■ Task brief
Which lines in the records below contain the word "SenderMode"? Copy each of them.

■ Stored data entries
//! Messaging configuration.
//!
//! Every field has a default, so a JSON document only needs the values it
//! changes:
//!
//! ```
//! use durable_bus::config::{MessagingConfig, SenderMode};
//!
//! let config = MessagingConfig::from_json_str(
//!     r#"{ "sender_mode": "durable_buffer", "local_queue": { "path": "/tmp/outbox" } }"#,
//! )
//! .unwrap();
//! assert_eq!(config.sender_mode, SenderMode::DurableBuffer);
//! assert_eq!(config.publish_attempts, 5);
//! ```

use std::path::PathBuf;
use std::time::Duration;

use serde::{Deserialize, Serialize};
use thiserror::Error;

use crate::backoff::BackoffConfig;
use crate::message::Codec;
use crate::sender::DEFAULT_PUBLISH_ATTEMPTS;
use crate::store::StoreOptions;

/// Error type for loading or validating configuration.
#[derive(Debug, Error)]
pub enum ConfigError {
    #[error("invalid configuration document: {0}")]
    Parse(#[from] serde_json::Error),

    #[error("invalid value for {field}: {reason}")]
    Invalid { field: &'static str, reason: String },
}

impl ConfigError {
    fn invalid(field: &'static str, reason: impl Into<String>) -> Self {
        ConfigError::Invalid {
            field,
            reason: reason.into(),
        }
    }
}

/// Which backend `send` uses.
#[derive(Debug, Clone, Copy, Default, PartialEq, Eq, Serialize, Deserialize)]
#[serde(rename_all = "snake_case")]
pub enum SenderMode {
    /// Publish to the broker inside `send`.
    #[default]
    Direct,
    /// Persist to a local queue inside `send`; forward in the background.
    DurableBuffer,
}

#[derive(Debug, Clone, PartialEq, Eq, Serialize, Deserialize)]
#[serde(default)]
pub struct LocalQueueConfig {
    pub path: PathBuf,
    #[serde(with = "duration_ms", rename = "lock_timeout_ms")]
    pub lock_timeout: Duration,
    pub compact_threshold_bytes: u64,
}

impl Default for LocalQueueConfig {
    fn default() -> Self {
        let store = StoreOptions::default();
        Self {
            path: PathBuf::from("messaging-outbox"),
            lock_timeout: store.lock_timeout,
            compact_threshold_bytes: store.compact_threshold,
        }
    }
}

impl LocalQueueConfig {
    pub fn store_options(&self) -> StoreOptions {
        StoreOptions::default()
            .with_lock_timeout(self.lock_timeout)
            .with_compact_threshold(self.compact_threshold_bytes)
    }
}

#[derive(Debug, Clone, Copy, PartialEq, Eq, Serialize, Deserialize)]
#[serde(default)]
pub struct DispatcherConfig {
    /// Worker threads per receiving endpoint.
    pub max_in_flight: usize,
    /// How long an idle local queue waits for new work per cycle.
    #[serde(with = "duration_ms", rename = "idle_wait_ms")]
    pub idle_wait: Duration,
    /// How long shutdown waits for buffered messages to go out.
    #[serde(with = "duration_ms", rename = "drain_timeout_ms")]
    pub drain_timeout: Duration,
}

impl Default for DispatcherConfig {
    fn default() -> Self {
        Self {
            max_in_flight: 4,
            idle_wait: Duration::from_millis(100),
            drain_timeout: Duration::from_secs(30),
        }
    }
}

/// Top-level settings for senders and receivers.
#[derive(Debug, Clone, PartialEq, Eq, Serialize, Deserialize)]
#[serde(default)]
pub struct MessagingConfig {
    pub sender_mode: SenderMode,
    pub codec: Codec,
    pub publish_attempts: usize,
    pub backoff: BackoffConfig,
    pub local_queue: LocalQueueConfig,
    pub dispatcher: DispatcherConfig,
}

impl Default for MessagingConfig {
    fn default() -> Self {
        Self {
            sender_mode: SenderMode::default(),
            codec: Codec::default(),
            publish_attempts: DEFAULT_PUBLISH_ATTEMPTS,
            backoff: BackoffConfig::default(),
            local_queue: LocalQueueConfig::default(),
            dispatcher: DispatcherConfig::default(),
        }
    }
}

impl MessagingConfig {
    /// Parse a JSON document and validate it.
    pub fn from_json_str(json: &str) -> Result<Self, ConfigError> {
        let config: MessagingConfig = serde_json::from_str(json)?;
        config.validate()?;
        Ok(config)
    }

    pub fn validate(&self) -> Result<(), ConfigError> {
        if self.publish_attempts == 0 {
            return Err(ConfigError::invalid("publish_attempts", "must be at least 1"));
        }
        if self.backoff.multiplier == 0 {
            return Err(ConfigError::invalid("backoff.multiplier", "must be at least 1"));
        }
        if self.backoff.max < self.backoff.min {
            return Err(ConfigError::invalid(
                "backoff.max_ms",
                format!("{:?} is below min_ms {:?}", self.backoff.max, self.backoff.min),
            ));
        }
        if self.dispatcher.max_in_flight == 0 {
            return Err(ConfigError::invalid("dispatcher.max_in_flight", "must be at least 1"));
        }
        if self.sender_mode == SenderMode::DurableBuffer && self.local_queue.path.as_os_str().is_empty() {
            return Err(ConfigError::invalid(
                "local_queue.path",
                "required when sender_mode is durable_buffer",
            ));
        }
        Ok(())
    }

    pub fn with_sender_mode(mut self, mode: SenderMode) -> Self {
        self.sender_mode = mode;
        self
    }

    pub fn with_local_queue_path(mut self, path: impl Into<PathBuf>) -> Self {
        self.local_queue.path = path.into();
        self
    }

    pub fn with_backoff(mut self, backoff: BackoffConfig) -> Self {
        self.backoff = backoff;
        self
    }

    pub fn with_codec(mut self, codec: Codec) -> Self {
        self.codec = codec;
        self
    }

    pub fn with_max_in_flight(mut self, max_in_flight: usize) -> Self {
        self.dispatcher.max_in_flight = max_in_flight;
        self
    }

    pub fn with_idle_wait(mut self, idle_wait: Duration) -> Self {
        self.dispatcher.idle_wait = idle_wait;
        self
    }

    pub fn with_drain_timeout(mut self, drain_timeout: Duration) -> Self {
        self.dispatcher.drain_timeout = drain_timeout;
        self
    }
}

/// `Duration` as whole milliseconds.
pub(crate) mod duration_ms {
    use std::time::Duration;

    use serde::{Deserialize, Deserializer, Serialize, Serializer};

    pub fn serialize<S>(duration: &Duration, serializer: S) -> Result<S::Ok, S::Error>
    where
        S: Serializer,
    {
        u64::try_from(duration.as_millis())
            .unwrap_or(u64::MAX)
            .serialize(serializer)
    }

    pub fn deserialize<'de, D>(deserializer: D) -> Result<Duration, D::Error>
    where
        D: Deserializer<'de>,
    {
        Ok(Duration::from_millis(u64::deserialize(deserializer)?))
    }
}
//! Shared fixtures for the polling tests.

#![allow(dead_code)]

use std::sync::Arc;
use std::time::Duration;

use durable_bus::backoff::{BackoffConfig, BackoffController, Sleeper};
use durable_bus::broker::{Broker, InMemoryBroker, PollingSource};
use durable_bus::Envelope;
use parking_lot::Mutex;

/// Records requested delays instead of sleeping.
#[derive(Default)]
pub struct RecordingSleeper {
    pub delays: Mutex<Vec<Duration>>,
}

impl Sleeper for RecordingSleeper {
    fn sleep(&self, delay: Duration) {
        self.delays.lock().push(delay);
    }
}

pub fn init_tracing() {
    let _ = tracing_subscriber::fmt()
        .with_env_filter(tracing_subscriber::EnvFilter::from_default_env())
        .with_test_writer()
        .try_init();
}

pub fn source(broker: &InMemoryBroker, endpoint: &str, sleeper: Arc<RecordingSleeper>) -> PollingSource {
    let backoff = BackoffController::with_sleeper(
        BackoffConfig::new(Duration::from_millis(10), Duration::from_millis(100)),
        sleeper,
    );
    PollingSource::new(Arc::new(broker.clone()), endpoint, Arc::new(backoff))
}

/// Bind `types` to `endpoint` both on the broker and on the source.
pub fn bind(broker: &InMemoryBroker, source: &PollingSource, types: &[&str]) {
    for message_type in types {
        broker.create_destination(message_type, source.endpoint()).unwrap();
        source.add_message_type(message_type);
    }
}

pub fn envelope(message_type: &str, payload: &str) -> Envelope {
    Envelope::parse(&format!("V2={}||{}", message_type, payload)).unwrap()
}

■ Completed exercise
//! use durable_bus::config::{MessagingConfig, SenderMode};
//! assert_eq!(config.sender_mode, SenderMode::DurableBuffer);
pub enum SenderMode {
    pub sender_mode: SenderMode,
            sender_mode: SenderMode::default(),
        if self.sender_mode == SenderMode::DurableBuffer && self.local_queue.path.as_os_str().is_empty() {
    pub fn with_sender_mode(mut self, mode: SenderMode) -> Self {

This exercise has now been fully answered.